How Covid-19 differs from previous pandemics and it’s potential financial impact

By Nicole Adamson

 Opinion

 

The Jamaican diaspora in the UK have significant long-term  investments in Jamaica. Remittances alone have accounted for over US$2bn annually in the past from the various diasporas. From the UK regular remittances to families or estates also contribute vastly to sustaining the economy. Nicole Adamson, Research Manager at Victoria Mutual Wealth Management, reviews and examines the international setting and  the potential impact compared to previous pandemics for investors in Jamaica.

 

The first case of pneumonia of unknown cause in Wuhan, China was reported to the World Health Organisation (WHO) on December 31, 2019. This would become the first-known case of the disease we now call COVID-19, declared a global pandemic by the WHO on March 11, 2020.
The economic, cultural and societal impact of the pandemic will be far-reaching and will bear directly on businesses in Jamaica.
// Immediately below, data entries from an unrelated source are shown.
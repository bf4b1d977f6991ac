//! Two-node discrete-event kernel
//!
//! Owns the event queue and both endpoints. Events are popped in virtual
//! time order and handed to the node they target. A node reaches its peer
//! only through [`Host::transmit_after`], which schedules an inbound event
//! on the other side. The run ends when the sender reports completion, the
//! queue drains, or an optional time limit is reached.

use std::time::Duration;

use arqsim_core::NodeId;
use log::{debug, info, trace};

use crate::audit::{AuditEvent, AuditRecord, AuditSink};
use crate::endpoint::Endpoint;
use crate::scheduler::{EventQueue, Host, NodeEvent, Scheduler, SimTime, TimerHandle};
use crate::LinkError;

#[derive(Debug)]
struct Envelope {
    node: NodeId,
    event: NodeEvent,
}

#[derive(Debug, Clone, Copy, PartialEq, Eq)]
pub struct SimulationReport {
    /// Events handed to endpoints.
    pub events: u64,
    /// Virtual time of the last handled event.
    pub ended_at: SimTime,
    /// When a node asked to end the run, if one did.
    pub finished_at: Option<SimTime>,
}

impl SimulationReport {
    pub fn is_finished(&self) -> bool {
        self.finished_at.is_some()
    }
}

pub struct Simulation<S: AuditSink> {
    nodes: Vec<Endpoint>,
    queue: EventQueue<Envelope>,
    sink: S,
    finished_at: Option<SimTime>,
    events: u64,
}

impl<S: AuditSink> Simulation<S> {
    pub fn new(mut nodes: Vec<Endpoint>, sink: S) -> Result<Self, LinkError> {
        nodes.sort_by_key(Endpoint::id);
        let ids: Vec<_> = nodes.iter().map(Endpoint::id).collect();
        if ids != [0, 1] {
            return Err(LinkError::InvalidTopology);
        }
        Ok(Self {
            nodes,
            queue: EventQueue::new(),
            sink,
            finished_at: None,
            events: 0,
        })
    }

    /// Queues the coordinator trigger that makes `node` the sender.
    pub fn schedule_start(&mut self, node: NodeId, at: SimTime) -> Result<(), LinkError> {
        if node >= self.nodes.len() {
            return Err(LinkError::UnknownNode(node));
        }
        debug!("Scheduling start of node {} at {:?}", node, at);
        self.queue.schedule_at(
            at,
            Envelope {
                node,
                event: NodeEvent::Start,
            },
        );
        Ok(())
    }

    pub fn run(&mut self) -> SimulationReport {
        self.drive(None)
    }

    /// Like [`Simulation::run`] but never handles events past `limit`.
    pub fn run_until(&mut self, limit: SimTime) -> SimulationReport {
        self.drive(Some(limit))
    }

    fn drive(&mut self, limit: Option<SimTime>) -> SimulationReport {
        while self.finished_at.is_none() {
            let Some(at) = self.queue.peek_time() else {
                debug!("Event queue drained at {:?}", self.queue.now());
                break;
            };
            if limit.is_some_and(|limit| at > limit) {
                info!("Stopping at time limit {:?}", limit);
                break;
            }
            let Some((at, envelope)) = self.queue.pop() else {
                break;
            };
            trace!("{:?} node {} <- {:?}", at, envelope.node, envelope.event);
            self.events += 1;

            let Simulation {
                nodes,
                queue,
                sink,
                finished_at,
                ..
            } = self;
            let Some(endpoint) = nodes.get_mut(envelope.node) else {
                continue;
            };
            let mut host = NodeHost {
                node: envelope.node,
                queue,
                sink,
                finished: false,
            };
            endpoint.handle(&mut host, envelope.event);
            if host.finished {
                info!("Node {} ended the run at {:?}", envelope.node, at);
                *finished_at = Some(at);
            }
        }

        SimulationReport {
            events: self.events,
            ended_at: self.queue.now(),
            finished_at: self.finished_at,
        }
    }

    pub fn now(&self) -> SimTime {
        self.queue.now()
    }

    pub fn endpoint(&self, id: NodeId) -> Option<&Endpoint> {
        self.nodes.get(id)
    }

    pub fn endpoints(&self) -> &[Endpoint] {
        &self.nodes
    }

    pub fn sink(&self) -> &S {
        &self.sink
    }

    pub fn into_sink(self) -> S {
        self.sink
    }
}

/// One node's view of the kernel while it handles an event.
struct NodeHost<'a, S: AuditSink> {
    node: NodeId,
    queue: &'a mut EventQueue<Envelope>,
    sink: &'a mut S,
    finished: bool,
}

impl<S: AuditSink> Scheduler for NodeHost<'_, S> {
    fn now(&self) -> SimTime {
        self.queue.now()
    }

    fn schedule_after(&mut self, delay: Duration, event: NodeEvent) -> TimerHandle {
        self.queue.schedule_after(
            delay,
            Envelope {
                node: self.node,
                event,
            },
        )
    }

    fn cancel(&mut self, handle: TimerHandle) {
        self.queue.cancel(handle);
    }
}

impl<S: AuditSink> Host for NodeHost<'_, S> {
    fn node_id(&self) -> NodeId {
        self.node
    }

    fn transmit_after(&mut self, delay: Duration, wire: Vec<u8>) {
        let peer = 1 - self.node;
        self.queue.schedule_after(
            delay,
            Envelope {
                node: peer,
                event: NodeEvent::Inbound(wire),
            },
        );
    }

    fn audit(&mut self, event: AuditEvent) {
        self.sink.record(AuditRecord {
            at: self.queue.now(),
            node: self.node,
            event,
        });
    }

    fn finish(&mut self) {
        self.finished = true;
    }
}
use std::fmt;
use std::str::FromStr;

use serde::{Deserialize, Serialize};
use thiserror::Error;

use crate::types::{MessageId, FAULT_FLAG_COUNT};

#[derive(Debug, Error, PartialEq, Eq)]
pub enum MessageParseError {
    #[error("invalid fault flags {flags:?}: expected 4 characters of '0' or '1'")]
    InvalidFlags { flags: String },

    #[error("line {line}: {source}")]
    Line {
        line: usize,
        #[source]
        source: Box<MessageParseError>,
    },
}

/// Scripted channel faults for one message.
#[derive(Clone, Copy, Debug, Default, PartialEq, Eq, Hash, Serialize, Deserialize)]
pub struct FaultFlags {
    pub modification: bool,
    pub loss: bool,
    pub duplication: bool,
    pub delay: bool,
}

impl FaultFlags {
    pub const NONE: FaultFlags = FaultFlags {
        modification: false,
        loss: false,
        duplication: false,
        delay: false,
    };

    pub fn is_clean(&self) -> bool {
        *self == Self::NONE
    }
}

impl fmt::Display for FaultFlags {
    fn fmt(&self, f: &mut fmt::Formatter<'_>) -> fmt::Result {
        for flag in [self.modification, self.loss, self.duplication, self.delay] {
            f.write_str(if flag { "1" } else { "0" })?;
        }
        Ok(())
    }
}

impl FromStr for FaultFlags {
    type Err = MessageParseError;

    fn from_str(s: &str) -> Result<Self, Self::Err> {
        let invalid = || MessageParseError::InvalidFlags { flags: s.to_string() };
        let bits = s.as_bytes();
        if bits.len() != FAULT_FLAG_COUNT {
            return Err(invalid());
        }

        let mut parsed = [false; FAULT_FLAG_COUNT];
        for (slot, bit) in parsed.iter_mut().zip(bits) {
            *slot = match bit {
                b'0' => false,
                b'1' => true,
                _ => return Err(invalid()),
            };
        }

        Ok(Self {
            modification: parsed[0],
            loss: parsed[1],
            duplication: parsed[2],
            delay: parsed[3],
        })
    }
}

#[derive(Clone, Debug, PartialEq, Eq)]
pub struct Message {
    pub id: MessageId,
    pub text: Vec<u8>,
    pub faults: FaultFlags,
}

impl Message {
    pub fn new(id: MessageId, text: impl Into<Vec<u8>>, faults: FaultFlags) -> Self {
        Self {
            id,
            text: text.into(),
            faults,
        }
    }
}

/// Parses a node's message list, one `FFFF <text>` entry per line.
///
/// Blank lines are skipped and do not consume an id.
pub fn parse_messages(input: &str) -> Result<Vec<Message>, MessageParseError> {
    let mut messages = Vec::new();

    for (index, raw) in input.lines().enumerate() {
        let line = raw.strip_suffix('\r').unwrap_or(raw);
        if line.trim().is_empty() {
            continue;
        }

        let (flags, text) = line.split_once(' ').unwrap_or((line, ""));
        let faults = flags.parse::<FaultFlags>().map_err(|e| MessageParseError::Line {
            line: index + 1,
            source: Box::new(e),
        })?;

        let id = messages.len() as MessageId;
        messages.push(Message::new(id, text, faults));
    }

    Ok(messages)
}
Let us examine how the COVID-19 pandemic distinguishes itself from previous health crises especially as it relates to the economy.
The spread of the virus has caused governments around the world to respond by shutting their countries’ borders and imposing travel restrictions. Many have recommended businesses enforce work-from-home practices, while ordering others to close altogether, and exercising emergency powers that curb individual rights and freedoms with a view to enforcing social distancing. The effect is that whereas SARS, MERS, H1N1 and Ebola presented challenges in relatively localised economies in the world, no previous health crisis has debilitated world trade as much as COVID-19 has, maiming crucial supply chains and infecting the global economy in the process.
The fact that the virus emerged in China during the popular Chinese New Year cannot be ignored. Reputed to involve the world’s largest annual migration where several billion trips are made over the period immediately before and after the Chinese New Year (celebrated on January 25 this year), the occasion could have contributed significantly to the transmission of the virus worldwide before countries started to restrict travel from China in late January.
The struggling state of the global economy just prior to the appearance of COVID-19 made conditions ripe for an economic disaster when the disease emerged. Uncertainties surrounding the United Kingdom’s withdrawal from the European Union, ongoing trade disputes between major players including the US and China together with falling oil prices negatively weighed on the world economy in 2019 with IMF economists putting world GDP growth at an anaemic 2.9% for the year. This rate represents the lowest level of growth since the 2007-08 financial crisis. The dismal global economic atmosphere prevailing pre-COVID-19 meant that the salvo of monetary and fiscal policy tools employed by central banks had already been activated to a large extent.
The impact of the crisis on the world’s financial markets has been swift with both the S&P 500 index and the Dow Jones Industrial Average losing one-third of their value between mid-February and mid-March 2020. Back home, the JSE Combined Index declined by 25% as compared to its value at the start of the year. These developments reflected the nervousness of perennially moody investors who responded to news of the crisis by transitioning away from equities and into safer treasury securities and in particular sovereign bonds.
Noting that the current global crisis is multi-layered “comprising a health shock, domestic economic disruptions, plummeting external demand, capital flow reversals, and a collapse in commodity prices,” the IMF in its World Economic Outlook June 2020 report projects the world economy to contract by 4.9% in 2020. The Jamaican economy is similarly expected to contract, according to the IMF, by 5.6% and by the Bank of Jamaica by 7%-10%. With some 34% of the Jamaican economy traditionally beholden to the tourism and hospitality industry, it comes as no surprise. The projection does not augur well for the labour force.
Weekly unemployment claims in the US peaked in April at almost 7 million and there are still 25.5 million workers collecting some form of benefits in the US. These data provide evidence that the US is undergoing its worst unemployment crisis since the Great Depression of the 1920-30s. Experts are also estimating that approximately 60 million people in Europe will lose their jobs.
Jamaica’s heavy reliance on the tourism and hospitality sectors with visitors from the US and Europe forming the bedrock of that industry, it comes as no surprise that a significant number of jobs will also be lost locally. Projections indicate that the number of unemployed persons will rise significantly to just above 150,000. This would roughly send the country’s unemployment rate back into the double digits to at least 10.7%,  and probably higher, a level last seen in 2017.
By now, it is clear that the far-reaching impact of the pandemic is expected to dampen any possibility of growth that Jamaica could have realised in 2020 in line with most other economies globally.